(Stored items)
-- Opening Marker --

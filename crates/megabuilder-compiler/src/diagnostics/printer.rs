//! Builder-pattern printer for rendering diagnostics.

use std::fmt::Write;

use annotate_snippets::{AnnotationKind, Group, Level, Renderer, Snippet};
use rowan::TextRange;

use super::Diagnostics;

pub struct DiagnosticsPrinter<'d, 's> {
    diagnostics: &'d Diagnostics,
    source: Option<&'s str>,
    path: Option<&'s str>,
    colored: bool,
}

impl<'d, 's> DiagnosticsPrinter<'d, 's> {
    pub fn new(diagnostics: &'d Diagnostics) -> Self {
        Self {
            diagnostics,
            source: None,
            path: None,
            colored: false,
        }
    }

    /// Grammar text the spans point into. Without it, output is one line per diagnostic.
    pub fn source(mut self, source: &'s str) -> Self {
        self.source = Some(source);
        self
    }

    pub fn path(mut self, path: &'s str) -> Self {
        self.path = Some(path);
        self
    }

    pub fn colored(mut self, value: bool) -> Self {
        self.colored = value;
        self
    }

    pub fn render(&self) -> String {
        let mut out = String::new();
        // Writing into a String cannot fail.
        let _ = self.format(&mut out);
        out
    }

    pub fn format(&self, w: &mut impl Write) -> std::fmt::Result {
        let Some(source) = self.source else {
            return self.format_plain(w);
        };

        let renderer = if self.colored {
            Renderer::styled()
        } else {
            Renderer::plain()
        };

        for (i, diag) in self.diagnostics.iter().enumerate() {
            let range = adjust_range(diag.range, source.len());

            let mut snippet = Snippet::source(source)
                .line_start(1)
                .annotation(AnnotationKind::Primary.span(range.clone()));

            if let Some(p) = self.path {
                snippet = snippet.path(p);
            }

            for related in &diag.related {
                snippet = snippet.annotation(
                    AnnotationKind::Context
                        .span(adjust_range(related.range, source.len()))
                        .label(&related.message),
                );
            }

            let title_group = Level::ERROR.primary_title(&diag.message).element(snippet);
            let mut report: Vec<Group> = vec![title_group];

            for hint in &diag.hints {
                report.push(
                    Level::HELP.secondary_title(hint).element(
                        Snippet::source(source)
                            .line_start(1)
                            .annotation(AnnotationKind::Context.span(range.clone())),
                    ),
                );
            }

            if i > 0 {
                w.write_char('\n')?;
            }
            write!(w, "{}", renderer.render(&report))?;
        }

        Ok(())
    }

    fn format_plain(&self, w: &mut impl Write) -> std::fmt::Result {
        for (i, diag) in self.diagnostics.iter().enumerate() {
            if i > 0 {
                w.write_char('\n')?;
            }
            write!(w, "{}", diag)?;
        }
        Ok(())
    }
}

/// Zero-width spans (errors at end of input) widen to one column so they stay visible.
fn adjust_range(range: TextRange, limit: usize) -> std::ops::Range<usize> {
    let start: usize = range.start().into();
    let end: usize = range.end().into();

    if start == end {
        return start..(start + 1).min(limit);
    }

    start..end
}

impl Diagnostics {
    pub fn printer(&self) -> DiagnosticsPrinter<'_, '_> {
        DiagnosticsPrinter::new(self)
    }

    /// Annotated rendering against the grammar text.
    pub fn render(&self, source: &str) -> String {
        self.printer().source(source).render()
    }

    pub fn render_colored(&self, source: &str, colored: bool) -> String {
        self.printer().source(source).colored(colored).render()
    }
}
use std::sync::Arc;

use crate::{DiagnosticKind, Error, Grammar, Limits};

#[test]
fn keeps_every_stage() {
    let grammar = Grammar::expect_valid("of (simpleArticle:article | articleName:article modele+)*");

    assert_eq!(grammar.source(), "of (simpleArticle:article | articleName:article modele+)*");
    assert_eq!(grammar.terms().len(), 4);
    assert_eq!(grammar.terms().callables(), vec!["of", "article", "modele"]);
    assert_eq!(grammar.nfa().len(), 8);
    assert_eq!(grammar.dfa().len(), 5);
    assert_eq!(grammar.cores().len(), grammar.dfa().len());
    assert_eq!(
        grammar.ast().to_string(),
        "of (simpleArticle:article | articleName:article modele+)*"
    );
}

#[test]
fn shared_tables_point_at_the_same_data() {
    let grammar = Grammar::expect_valid("a b");
    let dfa = grammar.shared_dfa();
    let again = grammar.clone().shared_dfa();
    assert!(Arc::ptr_eq(&dfa, &again));
    assert!(Arc::ptr_eq(&grammar.shared_terms(), &grammar.shared_terms()));
}

#[test]
fn default_limits() {
    let limits = Limits::default();
    assert_eq!(limits.recursion, 256);
    assert_eq!(limits.states, 4096);
    assert_eq!(
        limits.with_recursion(8).with_states(16),
        Limits {
            recursion: 8,
            states: 16
        }
    );
}

#[test]
fn parse_error_stops_before_automata() {
    let Err(Error::GrammarParseError(diagnostics)) = Grammar::compile("(foo") else {
        panic!("expected a parse error");
    };
    assert_eq!(diagnostics.kinds(), vec![DiagnosticKind::UnclosedGroup]);
}

#[test]
fn deep_nesting_hits_recursion_limit() {
    let source = format!("{}a{}", "(".repeat(40), ")".repeat(40));
    let err = Grammar::compile_with(&source, Limits::default().with_recursion(16)).unwrap_err();
    assert!(matches!(err, Error::RecursionLimitExceeded));

    assert!(Grammar::compile(&source).is_ok());
}

#[test]
fn blank_text_is_rejected() {
    insta::assert_snapshot!(Grammar::expect_invalid("   \n"), @"error at 4..4: expected a term: found end of input");
}
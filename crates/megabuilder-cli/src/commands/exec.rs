use std::path::PathBuf;

use megabuilder_lib::{RecordedCall, Recorder};
use serde::Serialize;

use super::grammar_loader::compile_or_exit;
use super::walk::{Call, drive};

pub struct ExecArgs {
    pub grammar_path: Option<PathBuf>,
    pub grammar_text: Option<String>,
    pub calls: Vec<Call>,
    pub build: bool,
    pub compact: bool,
    pub color: bool,
}

#[derive(Serialize)]
struct ExecReport {
    state: String,
    accepting: bool,
    built: bool,
    expected: Vec<String>,
    calls: Vec<RecordedCall>,
}

pub fn run(args: ExecArgs) {
    let (_, blueprint) = compile_or_exit(
        args.grammar_path.as_deref(),
        args.grammar_text.as_deref(),
        args.color,
    );

    let mut builder = blueprint.builder(Recorder::new());
    let calls = match drive(&mut builder, &args.calls, args.build) {
        Ok(calls) => calls,
        Err(e) => {
            eprintln!("runtime error: {}", e);
            std::process::exit(2);
        }
    };

    let report = ExecReport {
        state: builder.state().to_string(),
        accepting: builder.is_final(),
        built: args.build,
        expected: builder.expected().into_iter().map(str::to_owned).collect(),
        calls,
    };
    let output = if args.compact {
        serde_json::to_string(&report)
    } else {
        serde_json::to_string_pretty(&report)
    };
    match output {
        Ok(json) => println!("{}", json),
        Err(e) => {
            eprintln!("error: {}", e);
            std::process::exit(1);
        }
    }
}
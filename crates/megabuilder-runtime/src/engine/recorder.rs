//! An [`Actions`] implementation that only remembers what it was given.

use megabuilder_core::Term;
use serde::Serialize;

use super::actions::{ActionError, Actions};

#[derive(Clone, Debug, PartialEq, Eq, Serialize)]
pub struct RecordedCall {
    pub term: Term,
    pub args: Vec<String>,
}

/// Records every accepted call; `build` returns the log so far.
#[derive(Clone, Debug, Default)]
pub struct Recorder {
    calls: Vec<RecordedCall>,
}

impl Recorder {
    pub fn new() -> Self {
        Self::default()
    }

    pub fn calls(&self) -> &[RecordedCall] {
        &self.calls
    }
}

impl Actions for Recorder {
    type Args = Vec<String>;
    type Output = Vec<RecordedCall>;

    fn apply(&mut self, term: &Term, args: Vec<String>) -> Result<(), ActionError> {
        self.calls.push(RecordedCall {
            term: term.clone(),
            args,
        });
        Ok(())
    }

    fn build(&mut self) -> Vec<RecordedCall> {
        self.calls.clone()
    }
}
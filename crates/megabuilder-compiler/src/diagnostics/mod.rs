//! Spanned parse diagnostics.
//!
//! Built with `report(kind, range)...emit()` and rendered through
//! [`DiagnosticsPrinter`], either plainly or as annotated source snippets.

mod message;
mod printer;


use rowan::TextRange;

pub use message::{DiagnosticKind, DiagnosticMessage, RelatedInfo};
pub use printer::DiagnosticsPrinter;

#[derive(Debug, Clone, Default, PartialEq, Eq)]
pub struct Diagnostics {
    messages: Vec<DiagnosticMessage>,
}

#[must_use = "diagnostic not emitted, call .emit()"]
pub struct DiagnosticBuilder<'a> {
    diagnostics: &'a mut Diagnostics,
    message: DiagnosticMessage,
}

impl Diagnostics {
    pub fn new() -> Self {
        Self::default()
    }

    /// Start a diagnostic with the kind's default message.
    pub fn report(&mut self, kind: DiagnosticKind, range: TextRange) -> DiagnosticBuilder<'_> {
        DiagnosticBuilder {
            diagnostics: self,
            message: DiagnosticMessage::with_default_message(kind, range),
        }
    }

    pub fn is_empty(&self) -> bool {
        self.messages.is_empty()
    }

    pub fn len(&self) -> usize {
        self.messages.len()
    }

    pub fn error_count(&self) -> usize {
        self.messages.len()
    }

    pub fn iter(&self) -> impl Iterator<Item = &DiagnosticMessage> {
        self.messages.iter()
    }

    pub fn first(&self) -> Option<&DiagnosticMessage> {
        self.messages.first()
    }

    pub fn kinds(&self) -> Vec<DiagnosticKind> {
        self.messages.iter().map(DiagnosticMessage::kind).collect()
    }
}

impl std::fmt::Display for Diagnostics {
    fn fmt(&self, f: &mut std::fmt::Formatter<'_>) -> std::fmt::Result {
        for (i, msg) in self.messages.iter().enumerate() {
            if i > 0 {
                f.write_str("; ")?;
            }
            write!(f, "{}", msg.message)?;
        }
        Ok(())
    }
}

impl<'a> DiagnosticBuilder<'a> {
    /// Add detail, rendered using the kind's template.
    pub fn message(mut self, detail: impl Into<String>) -> Self {
        let detail = detail.into();
        self.message.message = self.message.kind.message(Some(&detail));
        self
    }

    pub fn related_to(mut self, msg: impl Into<String>, range: TextRange) -> Self {
        self.message.related.push(RelatedInfo::new(range, msg));
        self
    }

    pub fn hint(mut self, hint: impl Into<String>) -> Self {
        self.message.hints.push(hint.into());
        self
    }

    pub fn emit(self) {
        self.diagnostics.messages.push(self.message);
    }
}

-- Closing Marker --

Could you please give the number of lines in the data above that contain the word "simpleArticle"? Only the number is needed.

▶ _Exercise output_
3